Я вспомнила о них, будучи в коридоре, но дверь уже наглухо захлопнулась. Меланхолика не было видно. И я не помнила код.
- А, черт с ним, - плюнула я и побежала вниз.
«Барби, 20»:
- Никто здесь не воспринимает меня всерьез. А я, да, именно я! Я точно их всех победю… Или побежду? Или побежу? А...! Заберу главный приз! Да. Потому, что я – умничка и солнышко.
«Весельчак, 24»:
- Не пойму, чего она дуется второй день? Какая-та вонючая вода с «ароматом лета». И кто дает такие названия сокам? Вы видели, что там у нее в холодильнике стоит? Сто пудов, у девчонки свой продуктовый магазин. Уж не для нас, холопов.
«Сахарок, 22»:
- Меня волнуют задержки в жеребьевке. Сегодня третий день. Все кажутся такими спокойными. Не считая Барби. Она ходит и дуется на Весельчака. Пытается всех разговорить на этой почве. Выясняет, кто что о нем думает. А сама только и ждет, когда же ее начнут хвалить.
«Ботаник, 22»:
- Меня напрягают эти задержки в жеребьевке. Все ходят и молятся, лишь бы не они. Конкурсы Перчинки и Бицепса показали, что нужно быть готовым к любым неожиданностям. Мне интересно, по какому принципу происходит жеребьевка? Это не может быть хаотично. Я думаю, это происходит по принципу «мальчик-девочка» или «девочка-мальчик». Так что. Да. Я думаю, следующей будет – Рок-звезда. Она крутая. Как Перчинка. Только круче. Ее даже Топор боится.
«Топор, 23»:
- С уходом Бицепса я остался один. Победа моя. Это точно.

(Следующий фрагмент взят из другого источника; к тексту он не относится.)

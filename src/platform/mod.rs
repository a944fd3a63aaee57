//! Platform variants of the executor
//!
//! POSIX hosts and Windows hosts disagree on almost every step of a run:
//! how identities look, whether the root is mounted on the host, which spec
//! options exist. Each host kind is one [`Platform`] implementation; the
//! executor is generic over it and never branches on the host itself.

pub mod unix;
pub mod windows;

pub use unix::UnixPlatform;
pub use windows::WindowsPlatform;

use crate::config::ExecutorConfig;
use crate::error::{ExecutorError, Result};
use crate::executor::RunRequest;
use crate::fsutil::{mkdir_all_and_chown, root_path};
use crate::identity::{ChownOpt, HelperRunner, ResolvedIdentity};
use crate::mount::{MountDescriptor, MountManager, MountSet, Mountable, PreparedRoot};
use crate::network::NetworkFiles;
use crate::release::ReleaseChain;
use async_trait::async_trait;
use oci_spec::runtime::Spec;
use std::fs;
use std::path::Path;
use std::sync::Arc;
use tokio_util::sync::CancellationToken;

/// Platform of the host this binary was built for
#[cfg(windows)]
pub type DefaultPlatform = WindowsPlatform;
/// Platform of the host this binary was built for
#[cfg(not(windows))]
pub type DefaultPlatform = UnixPlatform;

/// Mode of directories created for a missing working directory
pub const CWD_MODE: u32 = 0o755;

/// What identity resolution may look at
pub struct IdentityContext<'a> {
    /// Host path of the root filesystem, if it was materialized
    pub rootfs_path: Option<&'a Path>,
    /// The resolved root mount, absent for file operations without one
    pub root: Option<Arc<dyn Mountable>>,
    /// Execution path for in-container helpers
    pub helper: &'a dyn HelperRunner,
    pub cancel: &'a CancellationToken,
}

/// Inputs of spec generation
pub struct SpecContext<'a> {
    pub id: &'a str,
    pub request: &'a RunRequest,
    pub identity: &'a ResolvedIdentity,
    pub mounts: &'a MountSet,
    pub config: &'a ExecutorConfig,
    pub network: &'a dyn NetworkFiles,
}

/// Host-specific steps of a run
#[async_trait]
pub trait Platform: Send + Sync + 'static {
    /// Short platform name for logs
    fn name(&self) -> &'static str;

    /// Whether the root is mounted on the host for the whole run
    fn materialize_root(&self) -> bool;

    /// Whether [`HostLocalMounter`](crate::mount::HostLocalMounter) can
    /// materialize the mounts this platform hands out
    fn host_local_mounts(&self) -> bool {
        true
    }

    /// Resolve the user reference of a request
    async fn resolve_identity(&self, user: &str, ctx: &IdentityContext<'_>) -> Result<ResolvedIdentity>;

    /// Resolve the owner requested by a file operation
    async fn resolve_chown(
        &self,
        opt: Option<&ChownOpt>,
        ctx: &IdentityContext<'_>,
    ) -> Result<Option<ResolvedIdentity>>;

    /// Create the working directory when it is missing
    fn ensure_cwd(
        &self,
        mounts: &MountManager,
        prepared: &PreparedRoot,
        cwd: &str,
        identity: &ResolvedIdentity,
    ) -> Result<()>;

    /// Root filesystem mounts handed to the runtime
    fn task_mounts(&self, prepared: &PreparedRoot) -> Result<Vec<MountDescriptor>>;

    /// Assemble the spec, registering per-run files on `chain`
    fn build_spec(&self, ctx: &SpecContext<'_>, chain: &mut ReleaseChain) -> Result<Spec>;
}

/// Create `cwd` below `rootfs` owned by `identity` unless it exists.
///
/// An existing working directory is left exactly as it is.
pub fn ensure_cwd_at(rootfs: &Path, cwd: &str, identity: &ResolvedIdentity) -> Result<()> {
    let path = root_path(rootfs, cwd).map_err(|e| ExecutorError::InvalidWorkingDirectory {
        path: cwd.to_string(),
        reason: e.to_string(),
    })?;

    match fs::metadata(&path) {
        Ok(m) if m.is_dir() => Ok(()),
        Ok(_) => Err(ExecutorError::InvalidWorkingDirectory {
            path: cwd.to_string(),
            reason: "not a directory".to_string(),
        }),
        Err(_) => {
            mkdir_all_and_chown(&path, CWD_MODE, identity)
                .map_err(|e| ExecutorError::WorkingDirectoryCreateFailed {
                    path: path.clone(),
                    source: e,
                })?;
            tracing::debug!(cwd = %cwd, path = %path.display(), owner = ?identity, "created working directory");
            Ok(())
        }
    }
}

#[cfg(test)]
mod tests {
    use super::*;
    use tempfile::tempdir;

    #[cfg(unix)]
    fn current_owner() -> ResolvedIdentity {
        ResolvedIdentity::numeric(unsafe { libc::geteuid() }, unsafe { libc::getegid() })
    }

    #[cfg(unix)]
    #[test]
    fn test_ensure_cwd_creates_with_owner() {
        use std::os::unix::fs::MetadataExt;

        let root = tempdir().unwrap();
        let owner = current_owner();
        ensure_cwd_at(root.path(), "/work/sub", &owner).unwrap();

        let meta = fs::metadata(root.path().join("work/sub")).unwrap();
        assert!(meta.is_dir());
        assert_eq!(Some((meta.uid(), meta.gid())), owner.uid_gid());
    }

    #[cfg(unix)]
    #[test]
    fn test_ensure_cwd_creates_owned_by_user_as_root() {
        use std::os::unix::fs::MetadataExt;

        if unsafe { libc::geteuid() } != 0 {
            return;
        }
        let root = tempdir().unwrap();
        ensure_cwd_at(root.path(), "/work", &ResolvedIdentity::numeric(1000, 1000)).unwrap();

        let meta = fs::metadata(root.path().join("work")).unwrap();
        assert_eq!((meta.uid(), meta.gid()), (1000, 1000));
    }

    #[cfg(unix)]
    #[test]
    fn test_ensure_cwd_existing_untouched() {
        use std::os::unix::fs::PermissionsExt;

        let root = tempdir().unwrap();
        let work = root.path().join("work");
        fs::create_dir(&work).unwrap();
        fs::set_permissions(&work, fs::Permissions::from_mode(0o700)).unwrap();

        // An owner the test user could never chown to
        ensure_cwd_at(root.path(), "/work", &ResolvedIdentity::numeric(4242, 4242)).unwrap();
        assert_eq!(fs::metadata(&work).unwrap().permissions().mode() & 0o777, 0o700);
    }

    #[cfg(unix)]
    #[test]
    fn test_ensure_cwd_rejects_file() {
        let root = tempdir().unwrap();
        fs::write(root.path().join("work"), "").unwrap();

        let err = ensure_cwd_at(root.path(), "/work", &current_owner()).unwrap_err();
        assert!(matches!(err, ExecutorError::InvalidWorkingDirectory { .. }));
    }

    #[cfg(unix)]
    #[test]
    fn test_ensure_cwd_symlink_stays_in_root() {
        let root = tempdir().unwrap();
        std::os::unix::fs::symlink("/../../../tmp-escape", root.path().join("work")).unwrap();

        ensure_cwd_at(root.path(), "/work", &current_owner()).unwrap();
        assert!(root.path().join("tmp-escape").is_dir());
    }
}
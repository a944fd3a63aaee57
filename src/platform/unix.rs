//! POSIX host variant

use super::{ensure_cwd_at, IdentityContext, Platform, SpecContext};
use crate::error::{ExecutorError, Result};
use crate::executor::{ProcessMode, SecurityMode};
use crate::identity::chown::resolve_chown_posix;
use crate::identity::{lookup_user, parse_uid_gid, ChownOpt, ResolvedIdentity};
use crate::mount::{MountDescriptor, MountManager, PreparedRoot};
use crate::network::DEFAULT_HOSTNAME;
use crate::release::ReleaseChain;
use crate::spec::{self, SpecOpt};
use async_trait::async_trait;
use oci_spec::runtime::Spec;
use std::path::Path;

/// Endpoint of the trace collector as seen from inside the container
const TRACE_ENDPOINT: &str = "unix:///dev/otel-grpc.sock";

/// Numeric identities, host-mounted root, full spec option table
#[derive(Debug, Clone, Copy, Default)]
pub struct UnixPlatform;

impl UnixPlatform {
    fn rootfs<'a>(&self, prepared: &'a PreparedRoot) -> Result<&'a Path> {
        prepared
            .rootfs_path
            .as_deref()
            .ok_or_else(|| ExecutorError::Internal("root filesystem was not mounted".to_string()))
    }

    /// Options in application order: network files, security, process
    /// mode, id mapping, rlimits, identity, root, namespaces, cgroups,
    /// tracing, auxiliary mounts, terminal
    fn spec_opts(&self, ctx: &SpecContext<'_>, chain: &mut ReleaseChain) -> Result<Vec<SpecOpt>> {
        let req = ctx.request;
        let config = ctx.config;
        let mut opts = Vec::new();

        let resolv_conf = ctx.network.resolv_conf(config.dns.as_ref())?;
        let (hosts, release) = ctx.network.hosts_file(&req.extra_hosts, &req.hostname)?;
        if let Some(release) = release {
            chain.acquire_boxed("hosts file", release);
        }
        opts.push(spec::with_mount(spec::bind_mount("/etc/resolv.conf", &resolv_conf, false)?));
        opts.push(spec::with_mount(spec::bind_mount("/etc/hosts", &hosts, false)?));

        match req.security_mode {
            SecurityMode::Insecure => opts.push(spec::with_insecure()),
            SecurityMode::Sandbox => {
                let profile = req.apparmor_profile.as_ref().or(config.apparmor_profile.as_ref());
                if let Some(profile) = profile {
                    opts.push(spec::with_apparmor_profile(profile));
                }
                if config.selinux {
                    opts.push(spec::with_selinux_labels());
                }
            }
        }

        if req.process_mode == ProcessMode::NoSandbox {
            opts.push(spec::with_host_pid());
        }

        if let Some(mapping) = &config.id_mapping {
            opts.push(spec::with_id_mapping(mapping));
        }

        if !req.ulimits.is_empty() {
            opts.push(spec::with_rlimits(&req.ulimits)?);
        }

        match ctx.identity {
            ResolvedIdentity::Numeric {
                uid,
                gid,
                additional_gids,
            } => opts.push(spec::with_numeric_user(*uid, *gid, additional_gids.clone())),
            ResolvedIdentity::Sid { sid, .. } => {
                return Err(ExecutorError::UnsupportedFeature(format!(
                    "security identifier {} on a POSIX host",
                    sid
                )))
            }
        }

        if req.readonly_rootfs {
            opts.push(spec::with_readonly_rootfs());
        }

        opts.push(spec::with_network(&req.network));

        if let Some(parent) = req.cgroup_parent.as_ref().or(config.cgroup_parent.as_ref()) {
            opts.push(spec::with_cgroup_parent(parent, ctx.id));
        }

        if let Some(socket) = &config.trace_socket {
            opts.extend(spec::with_trace_socket(socket, spec::TRACE_SOCKET_PATH, TRACE_ENDPOINT)?);
        }

        opts.push(spec::with_aux_mounts(&ctx.mounts.aux));
        let hostname = if req.hostname.is_empty() {
            DEFAULT_HOSTNAME
        } else {
            req.hostname.as_str()
        };
        opts.push(spec::with_hostname(hostname));
        opts.push(spec::with_terminal(req.tty));

        Ok(opts)
    }
}

#[async_trait]
impl Platform for UnixPlatform {
    fn name(&self) -> &'static str {
        "unix"
    }

    fn materialize_root(&self) -> bool {
        true
    }

    async fn resolve_identity(&self, user: &str, ctx: &IdentityContext<'_>) -> Result<ResolvedIdentity> {
        match ctx.rootfs_path {
            Some(rootfs) => lookup_user(rootfs, user),
            None => parse_uid_gid(user)
                .map(|(uid, gid)| ResolvedIdentity::numeric(uid, gid))
                .ok_or_else(|| ExecutorError::IdentityNotFound(format!("{} (no root filesystem to search)", user))),
        }
    }

    async fn resolve_chown(
        &self,
        opt: Option<&ChownOpt>,
        ctx: &IdentityContext<'_>,
    ) -> Result<Option<ResolvedIdentity>> {
        resolve_chown_posix(opt, ctx.rootfs_path)
    }

    fn ensure_cwd(
        &self,
        _mounts: &MountManager,
        prepared: &PreparedRoot,
        cwd: &str,
        identity: &ResolvedIdentity,
    ) -> Result<()> {
        ensure_cwd_at(self.rootfs(prepared)?, cwd, identity)
    }

    fn task_mounts(&self, prepared: &PreparedRoot) -> Result<Vec<MountDescriptor>> {
        let rootfs = self.rootfs(prepared)?.to_string_lossy().to_string();
        if cfg!(target_os = "freebsd") {
            Ok(vec![MountDescriptor::new("nullfs", &rootfs, Vec::new())])
        } else {
            Ok(vec![MountDescriptor::rbind(&rootfs, false)])
        }
    }

    fn build_spec(&self, ctx: &SpecContext<'_>, chain: &mut ReleaseChain) -> Result<Spec> {
        let req = ctx.request;
        let base = spec::posix_base_spec(&req.args, &req.env, &req.cwd)?;
        let opts = self.spec_opts(ctx, chain)?;
        let mut spec = spec::generate_spec(base, opts)?;

        if ctx.config.rootless {
            spec::to_rootless(&mut spec)?;
        }

        tracing::debug!(id = %ctx.id, platform = self.name(), "generated spec");
        Ok(spec)
    }
}

#[cfg(test)]
mod tests {
    use super::*;
    use crate::config::{ExecutorConfig, IdMap, IdMapping};
    use crate::executor::{NetworkNamespace, RunRequest, Ulimit};
    use crate::mount::{AuxMount, MountSet};
    use crate::network::HostNetworkFiles;
    use oci_spec::runtime::LinuxNamespaceType;
    use std::fs;
    use std::path::PathBuf;
    use tempfile::tempdir;

    struct Fixture {
        _dir: tempfile::TempDir,
        config: ExecutorConfig,
        network: HostNetworkFiles,
    }

    fn fixture() -> Fixture {
        let dir = tempdir().unwrap();
        let host_conf = dir.path().join("resolv.conf");
        fs::write(&host_conf, "nameserver 10.0.0.2\n").unwrap();
        let mut config = ExecutorConfig::new(dir.path().join("state"));
        config.host_resolv_conf = host_conf.clone();
        let network = HostNetworkFiles::new(config.net_dir(), host_conf);
        Fixture {
            _dir: dir,
            config,
            network,
        }
    }

    fn build(f: &Fixture, request: &RunRequest, identity: &ResolvedIdentity, chain: &mut ReleaseChain) -> Result<Spec> {
        let mounts = MountSet {
            root: vec![],
            aux: vec![AuxMount {
                dest: "/cache".to_string(),
                descriptor: MountDescriptor::rbind("/snap/cache", false),
            }],
        };
        let ctx = SpecContext {
            id: "step1",
            request,
            identity,
            mounts: &mounts,
            config: &f.config,
            network: &f.network,
        };
        UnixPlatform.build_spec(&ctx, chain)
    }

    fn mount_dests(spec: &Spec) -> Vec<String> {
        spec.mounts()
            .as_ref()
            .unwrap()
            .iter()
            .map(|m| m.destination().to_string_lossy().to_string())
            .collect()
    }

    #[test]
    fn test_spec_for_app_user() {
        let f = fixture();
        let request = RunRequest::new(vec!["make".to_string()])
            .user("app")
            .cwd("/work")
            .extra_host(crate::network::HostIp::new("registry", "10.1.2.3".parse().unwrap()));
        let mut chain = ReleaseChain::new();

        let spec = build(&f, &request, &ResolvedIdentity::numeric(1000, 1000), &mut chain).unwrap();

        let process = spec.process().as_ref().unwrap();
        assert_eq!(process.user().uid(), 1000);
        assert_eq!(process.user().gid(), 1000);
        assert!(!spec.root().as_ref().unwrap().readonly().unwrap_or(true));
        assert_eq!(spec.hostname().as_deref(), Some(DEFAULT_HOSTNAME));

        let dests = mount_dests(&spec);
        assert!(dests.contains(&"/etc/resolv.conf".to_string()));
        assert!(dests.contains(&"/etc/hosts".to_string()));
        assert!(dests.contains(&"/cache".to_string()));

        // Per-run hosts file goes with the chain
        assert_eq!(chain.names(), vec!["hosts file"]);
        assert!(chain.release_all().is_empty());
    }

    #[test]
    fn test_spec_overrides_and_config() {
        let mut f = fixture();
        f.config.apparmor_profile = Some("rune-default".to_string());
        f.config.cgroup_parent = Some("builds".to_string());
        f.config.trace_socket = Some(PathBuf::from("/run/otel.sock"));

        let request = RunRequest::new(vec!["sh".to_string()])
            .apparmor_profile("custom")
            .cgroup_parent("system.slice:")
            .network(NetworkNamespace::Host)
            .ulimit(Ulimit::new("nofile", 64, 128))
            .readonly_rootfs(true);
        let mut chain = ReleaseChain::new();
        let spec = build(&f, &request, &ResolvedIdentity::numeric(0, 0), &mut chain).unwrap();

        let process = spec.process().as_ref().unwrap();
        assert_eq!(process.apparmor_profile().as_deref(), Some("custom"));
        assert!(process.rlimits().is_some());
        assert!(spec.root().as_ref().unwrap().readonly().unwrap_or(false));

        let linux = spec.linux().as_ref().unwrap();
        assert_eq!(linux.cgroups_path().as_deref(), Some(Path::new("system.slice:step1")));
        assert!(!linux
            .namespaces()
            .as_ref()
            .unwrap()
            .iter()
            .any(|ns| ns.typ() == LinuxNamespaceType::Network));
        assert!(mount_dests(&spec).contains(&spec::TRACE_SOCKET_PATH.to_string()));
    }

    #[test]
    fn test_spec_insecure_skips_apparmor() {
        let mut f = fixture();
        f.config.apparmor_profile = Some("rune-default".to_string());
        f.config.id_mapping = Some(IdMapping {
            uid_maps: vec![IdMap {
                container_id: 0,
                host_id: 100000,
                size: 65536,
            }],
            gid_maps: vec![IdMap {
                container_id: 0,
                host_id: 100000,
                size: 65536,
            }],
        });

        let request = RunRequest::new(vec!["sh".to_string()])
            .security_mode(SecurityMode::Insecure)
            .process_mode(ProcessMode::NoSandbox);
        let mut chain = ReleaseChain::new();
        let spec = build(&f, &request, &ResolvedIdentity::numeric(0, 0), &mut chain).unwrap();

        assert!(spec.process().as_ref().unwrap().apparmor_profile().is_none());
        let kinds: Vec<_> = spec
            .linux()
            .as_ref()
            .unwrap()
            .namespaces()
            .as_ref()
            .unwrap()
            .iter()
            .map(|ns| ns.typ())
            .collect();
        assert!(kinds.contains(&LinuxNamespaceType::User));
        assert!(!kinds.contains(&LinuxNamespaceType::Pid));
    }

    #[test]
    fn test_spec_rootless() {
        let mut f = fixture();
        f.config.rootless = true;
        f.config.cgroup_parent = Some("builds".to_string());

        let request = RunRequest::new(vec!["sh".to_string()]);
        let mut chain = ReleaseChain::new();
        let spec = build(&f, &request, &ResolvedIdentity::numeric(0, 0), &mut chain).unwrap();
        assert!(spec.linux().as_ref().unwrap().cgroups_path().is_none());
    }

    #[test]
    fn test_spec_rejects_sid() {
        let f = fixture();
        let request = RunRequest::new(vec!["sh".to_string()]);
        let mut chain = ReleaseChain::new();
        let err = build(&f, &request, &ResolvedIdentity::container_user(), &mut chain).unwrap_err();
        assert!(matches!(err, ExecutorError::UnsupportedFeature(_)));
    }

    #[test]
    fn test_task_mounts_bind_rootfs() {
        let prepared = PreparedRoot {
            mounts: MountSet::default(),
            rootfs_path: Some(PathBuf::from("/var/lib/rune-executor/mounts/abc")),
            root_mountable: std::sync::Arc::new(NoMount),
        };
        let mounts = UnixPlatform.task_mounts(&prepared).unwrap();
        assert_eq!(mounts.len(), 1);
        assert_eq!(mounts[0].source, "/var/lib/rune-executor/mounts/abc");
        if !cfg!(target_os = "freebsd") {
            assert_eq!(mounts[0].options, vec!["rbind"]);
        }
    }

    struct NoMount;

    impl crate::mount::Mountable for NoMount {
        fn mount(&self) -> Result<(Vec<MountDescriptor>, crate::release::ReleaseFn)> {
            Err(ExecutorError::Internal("not mountable".to_string()))
        }
    }
}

Большие напольные часы в одной из комнат пробили двенадцать. Мы склонялись к дню, чем ночи. Хотя биологические часы и нарушились из-за отсутствия естественного света.
Табло в фойе с характерным звуком выложило следующее имя испытуемого.
«Ботаник».
Насколько мы могли судить, основные испытания были направлены на то, что мы не умели, либо не хотели и не любили.
Ботаник был типичным «книжным червем». Понятие «спортзал» для него настолько же чуждо, как жвачка для князя Мышкина.
Поэтому его «коридор ужаса» состоял из всевозможных турникетов и тренажеров. Как всегда, цель – успешный итог.
Но если десять раз отжаться, пятнадцать раз подтянуться и сорок минут бежать со скоростью двадцать километров в час, он смог кое-как выполнить, то забраться по канату под потолок, перелезть оттуда на шведскую стенку, а с нее – обуть ходули и перейти бассейн, кишащий непонятными мошками – оказалось проблематично.
Он обливался потом. По движению губ можно было различить какую молитву он читал, каким святым клялся. И, в конечном счете, как он ругал самого себя, что «поперся» на это «бестолковое» шоу, да лучше б дома сидел.
Переступая бассейн, он поскользнулся. Потерял равновесие, стремительно полетел вниз и ударился головой о край бассейна. О самый бортик.
Я, как всегда, не стала смотреть смакующие подробности падения, точнее, смерти, Ботаника. И хотя не ясно достоверно: мертв он или жив, Сахарок искренне упивалась горем. Она начинала рыдать, стоило кому-то даже прошептать. Не Ботаник, а Альберт, Алик. И все. Сахарок начинала рыдать в три ручья, что смущало остальных. Большинство.